Project OverviewIn 2010 it was estimated that 6.5 million people in the United States alone suffered from chronic wounds, accruing an annual cost of approximately $2.5 billion. Furthermore, experts predict that the burden of chronic wounds will increase rapidly in the near future due to increasing medical costs, an aging population, and the emergence of antibiotic resistant bacteria. Chronic wounds are characterized by their inability to progress through an orderly set of stages within a time period of about three months. Wound healing progresses through four successive stages known as hemostasis, inflammation, proliferation and remodeling.
We will use synthetic biology principles to help treat chronic wounds by targeting the overproduction of wound site protease.
- For Aim 1 we will genetically engineer E. coli to produce a protease inhibitor and platelet derived growth factor.
- For Aim 2 we will purify the protease inhibitor and platelet derived growth factor in a bioreactor.
- For Aim 3 we will design a collagen bandage that mimics the human extracellular matrix, and infuse it with purified protease inhibitor and platelet derived growth factor.
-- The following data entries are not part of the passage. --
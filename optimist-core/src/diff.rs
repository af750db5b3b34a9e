//! Structural deltas between two tagged snapshots.

mod format;

pub use format::DeltaFormatError;

use crate::tag::{Tagged, Tags, Token};
use serde_json::{Map, Value};
use std::{
    collections::{BTreeMap, HashMap, VecDeque},
    fmt::Display,
};

/// Largest table, in cells, that [`lcs`] may allocate. Longer unaligned
/// stretches skip alignment: every item in them is removed, inserted or
/// moved.
const MAX_LCS_CELLS: usize = 1 << 22;

/// Change to one node of a state tree.
#[derive(Clone, Debug, PartialEq)]
pub enum Delta {
    /// The node did not exist before.
    Added(Value),
    /// The node no longer exists. Carries the old value.
    Removed(Value),
    /// The node was replaced wholesale (scalar change or kind change).
    Modified { old: Value, new: Value },
    /// Per-key changes of an object. Only changed keys are present.
    Object(BTreeMap<String, Delta>),
    /// Index-aware changes of an array.
    Array(Vec<ArrayEntry>),
}

/// One entry of an array delta.
///
/// Indices of removals and move sources refer to the array before the
/// change; every other index refers to the array after the change.
#[derive(Clone, Debug, PartialEq)]
pub enum ArrayEntry {
    Inserted {
        index: usize,
        value: Value,
    },
    Removed {
        index: usize,
        value: Value,
    },
    Moved {
        from: usize,
        to: usize,
        delta: Option<Box<Delta>>,
    },
    Nested {
        index: usize,
        delta: Box<Delta>,
    },
}

impl ArrayEntry {
    fn sort_key(&self) -> (usize, u8) {
        match self {
            ArrayEntry::Removed { index, .. } => (*index, 0),
            ArrayEntry::Inserted { index, .. } => (*index, 1),
            ArrayEntry::Moved { to, .. } => (*to, 2),
            ArrayEntry::Nested { index, .. } => (*index, 3),
        }
    }
}

#[derive(Clone, Copy, Debug)]
pub struct DiffOptions {
    /// Nesting depth at which a diff gives up with [`DepthExceeded`].
    pub max_depth: usize,
}

impl Default for DiffOptions {
    fn default() -> Self {
        DiffOptions { max_depth: 128 }
    }
}

/// The trees are nested deeper than [`DiffOptions::max_depth`].
#[derive(Debug, Clone, PartialEq, Eq)]
pub struct DepthExceeded {
    pub max_depth: usize,
}

impl Display for DepthExceeded {
    fn fmt(&self, f: &mut std::fmt::Formatter<'_>) -> std::fmt::Result {
        write!(
            f,
            "state tree is nested deeper than {} levels",
            self.max_depth
        )
    }
}

impl std::error::Error for DepthExceeded {}

/// Compute the delta from `before` to `after`, or `None` when they are
/// structurally equal.
pub fn diff(before: &Tagged, after: &Tagged) -> Result<Option<Delta>, DepthExceeded> {
    diff_with(DiffOptions::default(), before, after)
}

pub fn diff_with(
    options: DiffOptions,
    before: &Tagged,
    after: &Tagged,
) -> Result<Option<Delta>, DepthExceeded> {
    let differ = Differ { options };
    differ.node(
        Side::new(before.value(), before.tags()),
        Side::new(after.value(), after.tags()),
        0,
    )
}

#[derive(Clone, Copy)]
struct Side<'a> {
    value: &'a Value,
    tags: &'a Tags,
}

impl<'a> Side<'a> {
    fn new(value: &'a Value, tags: &'a Tags) -> Self {
        Side { value, tags }
    }

    fn item(self, items: &'a [Value], index: usize) -> Side<'a> {
        Side::new(&items[index], self.tags.item(index))
    }

    /// What array items are matched by: identity for containers, value for
    /// scalars (and for containers that somehow lack tags).
    fn key(self) -> MatchKey<'a> {
        match self.tags.token() {
            Some(token) => MatchKey::Token(token),
            None => MatchKey::Value(self.value),
        }
    }
}

#[derive(PartialEq)]
enum MatchKey<'a> {
    Token(Token),
    Value(&'a Value),
}

struct Differ {
    options: DiffOptions,
}

impl Differ {
    fn node(&self, before: Side, after: Side, depth: usize) -> Result<Option<Delta>, DepthExceeded> {
        if depth > self.options.max_depth {
            return Err(DepthExceeded {
                max_depth: self.options.max_depth,
            });
        }
        if before.value == after.value {
            return Ok(None);
        }
        match (before.value, after.value) {
            (Value::Object(old), Value::Object(new)) => {
                self.object(old, before.tags, new, after.tags, depth)
            }
            (Value::Array(old), Value::Array(new)) => self.array(before, old, after, new, depth),
            (old, new) => Ok(Some(Delta::Modified {
                old: old.clone(),
                new: new.clone(),
            })),
        }
    }

    fn object(
        &self,
        old: &Map<String, Value>,
        old_tags: &Tags,
        new: &Map<String, Value>,
        new_tags: &Tags,
        depth: usize,
    ) -> Result<Option<Delta>, DepthExceeded> {
        let mut changes = BTreeMap::new();
        for (key, value) in old {
            match new.get(key) {
                None => {
                    changes.insert(key.clone(), Delta::Removed(value.clone()));
                }
                Some(next) => {
                    let before = Side::new(value, old_tags.field(key));
                    let after = Side::new(next, new_tags.field(key));
                    if let Some(delta) = self.node(before, after, depth + 1)? {
                        changes.insert(key.clone(), delta);
                    }
                }
            }
        }
        for (key, value) in new {
            if !old.contains_key(key) {
                changes.insert(key.clone(), Delta::Added(value.clone()));
            }
        }
        Ok(if changes.is_empty() {
            None
        } else {
            Some(Delta::Object(changes))
        })
    }

    fn array<'a>(
        &self,
        before: Side<'a>,
        old: &'a [Value],
        after: Side<'a>,
        new: &'a [Value],
        depth: usize,
    ) -> Result<Option<Delta>, DepthExceeded> {
        let old_keys: Vec<MatchKey> = (0..old.len()).map(|i| before.item(old, i).key()).collect();
        let new_keys: Vec<MatchKey> = (0..new.len()).map(|j| after.item(new, j).key()).collect();

        let shortest = old.len().min(new.len());
        let mut head = 0;
        while head < shortest && old_keys[head] == new_keys[head] {
            head += 1;
        }
        let mut tail = 0;
        while tail < shortest - head
            && old_keys[old.len() - 1 - tail] == new_keys[new.len() - 1 - tail]
        {
            tail += 1;
        }

        let mut pairs: Vec<(usize, usize)> = (0..head).map(|i| (i, i)).collect();
        pairs.extend((0..tail).map(|t| (old.len() - 1 - t, new.len() - 1 - t)));

        let old_mid = head..old.len() - tail;
        let new_mid = head..new.len() - tail;
        let common = if old_mid.len().saturating_mul(new_mid.len()) > MAX_LCS_CELLS {
            Vec::new()
        } else {
            lcs(&old_keys[old_mid.clone()], &new_keys[new_mid.clone()])
        };
        pairs.extend(common.iter().map(|(i, j)| (i + head, j + head)));
        let mut old_matched = vec![false; old.len()];
        let mut new_matched = vec![false; new.len()];
        for (i, j) in &common {
            old_matched[i + head] = true;
            new_matched[j + head] = true;
        }

        let mut entries = Vec::new();
        for (i, j) in pairs {
            if let Some(delta) = self.node(before.item(old, i), after.item(new, j), depth + 1)? {
                entries.push(ArrayEntry::Nested {
                    index: j,
                    delta: Box::new(delta),
                });
            }
        }

        let removed: Vec<usize> = old_mid.filter(|i| !old_matched[*i]).collect();
        let mut inserted: Vec<Option<usize>> = new_mid
            .filter(|j| !new_matched[*j])
            .map(Some)
            .collect();
        // Slots of unmatched insertions by token, first come first served.
        let mut by_token: HashMap<Token, VecDeque<usize>> = HashMap::new();
        for (slot, j) in inserted.iter().enumerate() {
            if let Some(MatchKey::Token(token)) = j.map(|j| &new_keys[j]) {
                by_token.entry(*token).or_default().push_back(slot);
            }
        }

        // An unmatched removal and insertion with the same key is a move.
        for i in removed {
            let slot = match &old_keys[i] {
                MatchKey::Token(token) => by_token.get_mut(token).and_then(VecDeque::pop_front),
                key => inserted
                    .iter()
                    .position(|slot| matches!(slot, Some(j) if new_keys[*j] == *key)),
            };
            let target = slot.and_then(|slot| inserted[slot].take());
            match target {
                Some(j) => {
                    let delta = self.node(before.item(old, i), after.item(new, j), depth + 1)?;
                    entries.push(ArrayEntry::Moved {
                        from: i,
                        to: j,
                        delta: delta.map(Box::new),
                    });
                }
                None => entries.push(ArrayEntry::Removed {
                    index: i,
                    value: old[i].clone(),
                }),
            }
        }
        for j in inserted.into_iter().flatten() {
            entries.push(ArrayEntry::Inserted {
                index: j,
                value: new[j].clone(),
            });
        }

        entries.sort_by_key(ArrayEntry::sort_key);
        Ok(if entries.is_empty() {
            None
        } else {
            Some(Delta::Array(entries))
        })
    }
}

/// Index pairs of a longest common subsequence of `a` and `b`.
fn lcs<T: PartialEq>(a: &[T], b: &[T]) -> Vec<(usize, usize)> {
    let (n, m) = (a.len(), b.len());
    // table[i][j]: length of the LCS of a[i..] and b[j..]
    let mut table = vec![vec![0u32; m + 1]; n + 1];
    for i in (0..n).rev() {
        for j in (0..m).rev() {
            table[i][j] = if a[i] == b[j] {
                table[i + 1][j + 1] + 1
            } else {
                table[i + 1][j].max(table[i][j + 1])
            };
        }
    }
    let mut pairs = Vec::new();
    let (mut i, mut j) = (0, 0);
    while i < n && j < m {
        if a[i] == b[j] {
            pairs.push((i, j));
            i += 1;
            j += 1;
        } else if table[i + 1][j] >= table[i][j + 1] {
            i += 1;
        } else {
            j += 1;
        }
    }
    pairs
}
We were able to design constructs for two therapeutic proteins, aprotinin and platelet derived growth factor (PDGF). Our goal was to use these therapeutic proteins to decrease wound healing times. Aprotinin, being a matrix-metalloprotease (MMP) inhibitor, will inhibit wound-site proteases, preventing these proteases from breaking down the healing extra-cellular matrix (ECM). PDGF will stimulate cellular regeneration in chronic wounds, helping to speed up and fortify the wound healing process.
We designed, created, and tested a bioreactor to grow our bacteria in conditions so as to maximize protein production. With this optimal environment, we hoped to create a sustainable, cost-effective protocol to mass-produce our therapeutic agents.
We made a control collagen matrix to compare with a collagen matrix that will be infused with our purified proteins, aprotinin and PDGF, which would imitate the human extracellular matrix. This would give the wound bed all the resources it would need for a speedy recovery.
Coupling a bioreactor with our Kil protein secretion method, we will be able to purify large quantities of DsbA tagged therapeutic protein from the supernatant with a continuous flow through process. Western blot analysis helped us to confirm the identity of our purified PDGF-B protein, and the bioreactor allowed us to produce large amounts of our secretion proteins.